*** Data section ***

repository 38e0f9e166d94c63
//! Input documents for the engine.
//!
//! - `companyfacts`: the structured fact document produced by the fetch
//!   collaborator, read here from disk (fetching it is not this crate's job)
//! - `sample`: deterministic synthetic fact sets for demos and tests

pub mod companyfacts;
pub mod sample;

pub use companyfacts::*;
pub use sample::*;
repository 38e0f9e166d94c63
//! JSON export of a processed ledger.
//!
//! The export is the hand-off artifact for the persistence collaborator:
//! events are keyed by (company_id, effective_date) for conflict-free upsert.
//! Skip-on-duplicate inserts and review-state transitions happen on that
//! side, not here.

use std::fs::File;
use std::io::BufWriter;
use std::path::Path;

use serde::Serialize;

use crate::domain::{DividendEvent, RunCounters};
use crate::engine::CompanyLedger;
use crate::error::AppError;

/// Serialized export document.
#[derive(Debug, Clone, Serialize)]
pub struct LedgerExport<'a> {
    pub company_id: &'a str,
    pub entity_name: Option<&'a str>,
    pub counters: &'a RunCounters,
    pub events: &'a [DividendEvent],
}

/// Write one company's ledger as pretty-printed JSON.
pub fn write_ledger_json(
    path: &Path,
    ledger: &CompanyLedger,
    entity_name: Option<&str>,
) -> Result<(), AppError> {
    let export = LedgerExport {
        company_id: &ledger.company_id,
        entity_name,
        counters: &ledger.counters,
        events: &ledger.events,
    };

    let file = File::create(path)
        .map_err(|e| AppError::io(format!("Failed to create '{}': {e}", path.display())))?;
    serde_json::to_writer_pretty(BufWriter::new(file), &export)
        .map_err(|e| AppError::io(format!("Failed to write '{}': {e}", path.display())))?;
    Ok(())
}

#[cfg(test)]
mod tests {
    use super::*;
    use crate::domain::PeriodType;
    use chrono::NaiveDate;

    #[test]
    fn export_shape_is_stable() {
        let ledger = CompanyLedger {
            company_id: "0000320193".to_string(),
            events: vec![DividendEvent {
                effective_date: NaiveDate::from_ymd_opt(2024, 3, 30).unwrap(),
                amount: 0.24,
                fiscal_year: Some(2024),
                fiscal_quarter: Some(2),
                period_type: PeriodType::Quarterly,
                confidence: 1.0,
                needs_review: false,
                confidence_reasons: vec![],
            }],
            counters: RunCounters {
                facts_seen: 1,
                events_emitted: 1,
                ..RunCounters::default()
            },
        };
        let export = LedgerExport {
            company_id: &ledger.company_id,
            entity_name: Some("Apple Inc."),
            counters: &ledger.counters,
            events: &ledger.events,
        };
        let json = serde_json::to_value(&export).unwrap();
        assert_eq!(json["company_id"], "0000320193");
        assert_eq!(json["events"][0]["effective_date"], "2024-03-30");
        assert_eq!(json["events"][0]["period_type"], "quarterly");
        assert_eq!(json["counters"]["events_emitted"], 1);
    }

    #[test]
    fn unwritable_path_is_an_io_error() {
        let ledger = CompanyLedger {
            company_id: "c".to_string(),
            events: vec![],
            counters: RunCounters::default(),
        };
        let err =
            write_ledger_json(Path::new("/nonexistent/dir/out.json"), &ledger, None).unwrap_err();
        assert_eq!(err.exit_code(), 4);
    }
}
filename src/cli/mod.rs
//! Command-line parsing for the dividend fact engine.
//!
//! The goal of this module is to keep **argument parsing** and **command
//! dispatch** separate from the engine code. The CLI is a thin harness: it
//! reads company-facts documents (or generates synthetic ones) and hands the
//! fact sets to the library.

use std::path::PathBuf;

use clap::{Parser, Subcommand};

/// Top-level CLI.
#[derive(Debug, Parser)]
#[command(
    name = "divfacts",
    version,
    about = "Dividend fact normalizer and quality scorer"
)]
pub struct Cli {
    #[command(subcommand)]
    pub command: Command,
}

/// CLI subcommands.
#[derive(Debug, Subcommand)]
pub enum Command {
    /// Process company-facts JSON documents into vetted dividend ledgers.
    Process(ProcessArgs),
    /// Generate a synthetic fact set and run it through the engine.
    Sample(SampleArgs),
}

/// Options for processing real company-facts documents.
#[derive(Debug, Parser, Clone)]
pub struct ProcessArgs {
    /// Company-facts JSON files, one per company.
    #[arg(required = true)]
    pub inputs: Vec<PathBuf>,

    /// Only print events flagged for review.
    #[arg(long, default_value_t = false)]
    pub flagged_only: bool,

    /// Confidence below which an event is flagged for review.
    #[arg(long, default_value_t = 0.8)]
    pub review_threshold: f64,

    /// Per-share amount above which a fact is penalized as implausible.
    #[arg(long, default_value_t = 50.0)]
    pub max_amount: f64,

    /// Per-share amount below which a fact is penalized as implausible.
    #[arg(long, default_value_t = 0.01)]
    pub min_amount: f64,

    /// Directory to write one `<company_id>.json` ledger export per input.
    #[arg(long)]
    pub export_dir: Option<PathBuf>,
}

/// Options for the synthetic sample run.
#[derive(Debug, Parser, Clone)]
pub struct SampleArgs {
    /// Random seed for fact generation.
    #[arg(long, default_value_t = 42)]
    pub seed: u64,

    /// First fiscal year generated.
    #[arg(long, default_value_t = 2020)]
    pub start_year: i32,

    /// Number of consecutive fiscal years.
    #[arg(long, default_value_t = 4)]
    pub years: usize,

    /// Per-share quarterly amount in the first year.
    #[arg(long, default_value_t = 0.22)]
    pub base_amount: f64,

    /// Annual growth applied to the quarterly amount.
    #[arg(long, default_value_t = 0.05)]
    pub growth: f64,

    /// Std dev of per-quarter noise, as a fraction of the amount.
    #[arg(long, default_value_t = 0.02)]
    pub noise: f64,

    /// Probability that a quarter gets a restated duplicate filing.
    #[arg(long, default_value_t = 0.1)]
    pub restatement_prob: f64,

    /// Write the processed ledger to this JSON file.
    #[arg(long)]
    pub export: Option<PathBuf>,
}
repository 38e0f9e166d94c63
//! `divfacts` library crate.
//!
//! The binary (`divfacts`) is a thin wrapper around this library so that:
//!
//! - core logic is testable without spawning processes
//! - modules are reusable (e.g., future daemon, batch jobs, notebooks)
//! - code stays easy to navigate as the project grows

pub mod app;
pub mod cli;
pub mod data;
pub mod domain;
pub mod engine;
pub mod error;
pub mod io;
pub mod math;
pub mod report;
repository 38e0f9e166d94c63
//! Domain types used throughout the pipeline.
//!
//! This module defines:
//!
//! - raw input facts as the fetch collaborator hands them over (`RawFact`)
//! - the engine's working representation (`DividendCandidate`)
//! - the terminal output record (`DividendEvent`) plus run counters
//! - engine configuration and per-company overrides

pub mod types;

pub use types::*;
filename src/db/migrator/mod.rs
use sea_orm_migration::prelude::*;

mod m20260301_add_accounts;

pub struct Migrator;

#[async_trait::async_trait]
impl MigratorTrait for Migrator {
    fn migrations() -> Vec<Box<dyn MigrationTrait>> {
        vec![Box::new(m20260301_add_accounts::Migration)]
    }
}
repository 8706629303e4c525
//! Account record store: credentials, profile fields, and the append-only
//! association from an account to its auth tokens.
//!
//! This is a library-level component consumed by a calling service; it owns
//! no HTTP surface or CLI. See [`Store`] for the entry point.

pub mod config;
pub mod db;
pub mod entities;
pub mod models;

pub use config::{Config, SecurityConfig};
pub use db::{Store, StoreError};
pub use models::account::{
    Account, AccountInfo, AccountPatch, AccountSelector, NewAccount, PROTECTED_FIELDS,
    is_admin_username,
};

use tracing_subscriber::EnvFilter;

/// Install a `tracing` subscriber for consumers that do not bring their
/// own. `RUST_LOG` wins over the configured level.
pub fn init_logging(log_level: &str) {
    use tracing_subscriber::{layer::SubscriberExt, util::SubscriberInitExt};

    let env_filter =
        EnvFilter::try_from_default_env().unwrap_or_else(|_| EnvFilter::new(log_level));

    tracing_subscriber::registry()
        .with(env_filter)
        .with(tracing_subscriber::fmt::layer())
        .init();
}
pub use super::accounts::Entity as Accounts;
pub use super::auth_tokens::Entity as AuthTokens;
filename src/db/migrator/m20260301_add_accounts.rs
use crate::entities::prelude::*;
use sea_orm_migration::prelude::*;
use sea_orm_migration::sea_orm::Schema;

#[derive(DeriveMigrationName)]
pub struct Migration;

#[async_trait::async_trait]
impl MigrationTrait for Migration {
    async fn up(&self, manager: &SchemaManager) -> Result<(), DbErr> {
        let backend = manager.get_database_backend();
        let schema = Schema::new(backend);

        manager
            .create_table(
                schema
                    .create_table_from_entity(Accounts)
                    .if_not_exists()
                    .to_owned(),
            )
            .await?;

        manager
            .create_table(
                schema
                    .create_table_from_entity(AuthTokens)
                    .if_not_exists()
                    .to_owned(),
            )
            .await?;

        Ok(())
    }

    async fn down(&self, manager: &SchemaManager) -> Result<(), DbErr> {
        manager
            .drop_table(Table::drop().table(AuthTokens).to_owned())
            .await?;

        manager
            .drop_table(Table::drop().table(Accounts).to_owned())
            .await?;

        Ok(())
    }
}
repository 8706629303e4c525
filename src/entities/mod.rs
pub mod prelude;

pub mod accounts;
pub mod auth_tokens;
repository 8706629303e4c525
use std::str::FromStr;

use argon2::{
    Algorithm, Argon2, Params, Version,
    password_hash::{PasswordHash, PasswordHasher, PasswordVerifier, SaltString, rand_core::OsRng},
};
use email_address::EmailAddress;
use sea_orm::{
    ActiveModelTrait, ColumnTrait, DatabaseConnection, EntityTrait, QueryFilter, Set,
    TransactionTrait,
};
use tokio::task;
use tracing::info;

use crate::config::SecurityConfig;
use crate::db::error::StoreError;
use crate::db::repositories::token;
use crate::entities::{accounts, prelude::*};
use crate::models::account::{
    Account, AccountPatch, AccountSelector, NewAccount, PROTECTED_FIELDS,
};

pub struct AccountRepository {
    conn: DatabaseConnection,
    security: SecurityConfig,
}

impl AccountRepository {
    #[must_use]
    pub const fn new(conn: DatabaseConnection, security: SecurityConfig) -> Self {
        Self { conn, security }
    }

    /// Create and persist a new account.
    ///
    /// Email validation/normalization and password hashing happen in memory
    /// before the transaction opens, so a `Validation` failure leaves nothing
    /// persisted. Storage failures roll the transaction back and surface the
    /// original `DbErr`.
    pub async fn create(&self, new: NewAccount) -> Result<Account, StoreError> {
        let email = normalize_email(&new.email)?;

        let password = new.password;
        let security = self.security.clone();
        let password_hash = task::spawn_blocking(move || hash_password(&password, &security))
            .await
            .map_err(|e| StoreError::internal(format!("Password hashing task panicked: {e}")))??;

        // Per-record timestamp, taken at construction time.
        let registered_on = chrono::Utc::now().to_rfc3339();

        let txn = self.conn.begin().await?;

        let res = Accounts::insert(accounts::ActiveModel {
            username: Set(new.username.clone()),
            first_name: Set(new.first_name),
            last_name: Set(new.last_name),
            password_hash: Set(password_hash),
            registered_on: Set(registered_on),
            email: Set(email),
            ..Default::default()
        })
        .exec(&txn)
        .await?;

        let model = Accounts::find_by_id(res.last_insert_id)
            .one(&txn)
            .await?
            .ok_or_else(|| StoreError::internal("Failed to read back created account"))?;

        txn.commit().await?;

        info!("Created account '{}' (id {})", new.username, model.id);
        Ok(Account::from(model))
    }

    /// Look up an account by exactly one of id, username, or email.
    pub async fn find(&self, selector: AccountSelector) -> Result<Option<Account>, StoreError> {
        let model = match selector {
            AccountSelector::Id(id) => Accounts::find_by_id(id).one(&self.conn).await?,
            AccountSelector::Username(username) => {
                Accounts::find()
                    .filter(accounts::Column::Username.eq(username))
                    .one(&self.conn)
                    .await?
            }
            AccountSelector::Email(email) => {
                Accounts::find()
                    .filter(accounts::Column::Email.eq(email))
                    .one(&self.conn)
                    .await?
            }
        };

        Ok(model.map(Account::from))
    }

    /// Apply a field-subset update to an existing account.
    ///
    /// Password and email in the patch go through the same hashing and
    /// validation as creation. The whole call is one transaction.
    pub async fn update(
        &self,
        username: &str,
        patch: AccountPatch,
    ) -> Result<Account, StoreError> {
        self.apply(username, patch, &[]).await
    }

    /// String-keyed update for callers holding untyped field maps.
    ///
    /// The `auth_tokens` key appends the given value to the token
    /// association instead of overwriting a column. Unknown and protected
    /// keys are rejected before anything is written.
    pub async fn update_fields(
        &self,
        username: &str,
        fields: &serde_json::Map<String, serde_json::Value>,
    ) -> Result<Account, StoreError> {
        let mut patch = AccountPatch::default();
        let mut tokens: Vec<String> = Vec::new();

        for (key, value) in fields {
            if PROTECTED_FIELDS.contains(&key.as_str()) {
                return Err(StoreError::validation(format!(
                    "Field '{key}' is protected and cannot be updated"
                )));
            }

            if key == "auth_tokens" {
                tokens.push(expect_string(key, value)?);
                continue;
            }

            let slot = match key.as_str() {
                "username" => &mut patch.username,
                "first_name" => &mut patch.first_name,
                "last_name" => &mut patch.last_name,
                "password" => &mut patch.password,
                "email" => &mut patch.email,
                _ => {
                    return Err(StoreError::validation(format!("Unknown field '{key}'")));
                }
            };
            *slot = Some(expect_string(key, value)?);
        }

        self.apply(username, patch, &tokens).await
    }

    /// Append a token to an account's association collection.
    pub async fn append_token(&self, username: &str, token: &str) -> Result<(), StoreError> {
        self.apply(username, AccountPatch::default(), &[token.to_string()])
            .await?;
        Ok(())
    }

    async fn apply(
        &self,
        username: &str,
        patch: AccountPatch,
        tokens: &[String],
    ) -> Result<Account, StoreError> {
        let has_changes = !patch.is_empty();
        let AccountPatch {
            username: new_username,
            first_name,
            last_name,
            password,
            email,
        } = patch;

        let email = email.as_deref().map(normalize_email).transpose()?;

        let password_hash = match password {
            Some(password) => {
                let security = self.security.clone();
                Some(
                    task::spawn_blocking(move || hash_password(&password, &security))
                        .await
                        .map_err(|e| {
                            StoreError::internal(format!("Password hashing task panicked: {e}"))
                        })??,
                )
            }
            None => None,
        };

        let txn = self.conn.begin().await?;

        let model = Accounts::find()
            .filter(accounts::Column::Username.eq(username))
            .one(&txn)
            .await?
            .ok_or_else(|| StoreError::NotFound(username.to_string()))?;

        let account_id = model.id;

        // An update statement with no changed columns is a DbErr in sea-orm,
        // so a token-only call skips the row update entirely.
        let updated = if has_changes {
            let mut active: accounts::ActiveModel = model.into();

            if let Some(new_username) = new_username {
                active.username = Set(new_username);
            }
            if let Some(first_name) = first_name {
                active.first_name = Set(first_name);
            }
            if let Some(last_name) = last_name {
                active.last_name = Set(last_name);
            }
            if let Some(hash) = password_hash {
                active.password_hash = Set(hash);
            }
            if let Some(email) = email {
                active.email = Set(email);
            }

            active.update(&txn).await?
        } else {
            model
        };

        for value in tokens {
            token::append_tx(&txn, account_id, value).await?;
        }

        txn.commit().await?;

        info!("Updated account '{}' (id {})", updated.username, account_id);
        Ok(Account::from(updated))
    }

    /// Delete all accounts matching the given username.
    ///
    /// Bulk-delete semantics: a username with no matching rows is `Ok(0)`,
    /// not an error. Associated tokens are not touched; cleaning those up
    /// belongs to the token store's owner.
    pub async fn delete(&self, username: &str) -> Result<u64, StoreError> {
        let txn = self.conn.begin().await?;

        let res = Accounts::delete_many()
            .filter(accounts::Column::Username.eq(username))
            .exec(&txn)
            .await?;

        txn.commit().await?;

        info!(
            "Deleted {} account(s) for username '{}'",
            res.rows_affected, username
        );
        Ok(res.rows_affected)
    }

    /// Check a raw password against the stored hash.
    ///
    /// Runs on the blocking pool because Argon2 verification is
    /// CPU-intensive and would stall the async runtime.
    pub async fn verify_password(
        &self,
        username: &str,
        password: &str,
    ) -> Result<bool, StoreError> {
        let model = Accounts::find()
            .filter(accounts::Column::Username.eq(username))
            .one(&self.conn)
            .await?;

        let Some(model) = model else {
            return Ok(false);
        };

        let password_hash = model.password_hash;
        let password = password.to_string();

        let is_valid = task::spawn_blocking(move || {
            let parsed = PasswordHash::new(&password_hash)
                .map_err(|e| StoreError::internal(format!("Invalid password hash format: {e}")))?;

            Ok::<bool, StoreError>(
                Argon2::default()
                    .verify_password(password.as_bytes(), &parsed)
                    .is_ok(),
            )
        })
        .await
        .map_err(|e| StoreError::internal(format!("Password verification task panicked: {e}")))??;

        Ok(is_valid)
    }
}

/// Hash a password with Argon2id using the configured cost parameters.
pub fn hash_password(password: &str, security: &SecurityConfig) -> Result<String, StoreError> {
    let params = Params::new(
        security.argon2_memory_cost_kib,
        security.argon2_time_cost,
        security.argon2_parallelism,
        None,
    )
    .map_err(|e| StoreError::internal(format!("Invalid Argon2 params: {e}")))?;

    let argon2 = Argon2::new(Algorithm::Argon2id, Version::V0x13, params);
    let salt = SaltString::generate(&mut OsRng);

    let hash = argon2
        .hash_password(password.as_bytes(), &salt)
        .map_err(|e| StoreError::internal(format!("Failed to hash password: {e}")))?;

    Ok(hash.to_string())
}

/// Validate an email address and return the form we store: surrounding
/// whitespace trimmed, domain lowercased, local part untouched.
pub fn normalize_email(input: &str) -> Result<String, StoreError> {
    let trimmed = input.trim();
    let parsed = EmailAddress::from_str(trimmed)
        .map_err(|e| StoreError::validation(format!("Invalid email address '{trimmed}': {e}")))?;

    Ok(format!(
        "{}@{}",
        parsed.local_part(),
        parsed.domain().to_ascii_lowercase()
    ))
}

fn expect_string(key: &str, value: &serde_json::Value) -> Result<String, StoreError> {
    value
        .as_str()
        .map(ToString::to_string)
        .ok_or_else(|| StoreError::validation(format!("Field '{key}' expects a string value")))
}

#[cfg(test)]
mod tests {
    use super::*;

    #[test]
    fn test_normalize_email_lowercases_domain() {
        let email = normalize_email("  Alice.Liddell@Example.COM ").unwrap();
        assert_eq!(email, "Alice.Liddell@example.com");
    }

    #[test]
    fn test_normalize_email_rejects_malformed() {
        for bad in ["not-an-email", "missing@tld@twice", "", "a b@example.com"] {
            let err = normalize_email(bad).unwrap_err();
            assert!(matches!(err, StoreError::Validation(_)), "{bad}");
        }
    }

    #[test]
    fn test_hash_password_roundtrip() {
        let security = SecurityConfig::default();
        let hash = hash_password("hunter2", &security).unwrap();

        assert_ne!(hash, "hunter2");
        assert!(hash.starts_with("$argon2id$"));
        assert!(hash.len() <= 128);

        let parsed = PasswordHash::new(&hash).unwrap();
        assert!(
            Argon2::default()
                .verify_password(b"hunter2", &parsed)
                .is_ok()
        );
        assert!(
            Argon2::default()
                .verify_password(b"wrong", &parsed)
                .is_err()
        );
    }
}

*** End of Data section ***

§ **What is expected**
Would you please return all lines from the listing above that contain "Algorithm"?

§ **Output below**
    Algorithm, Argon2, Params, Version,
    let argon2 = Argon2::new(Algorithm::Argon2id, Version::V0x13, params);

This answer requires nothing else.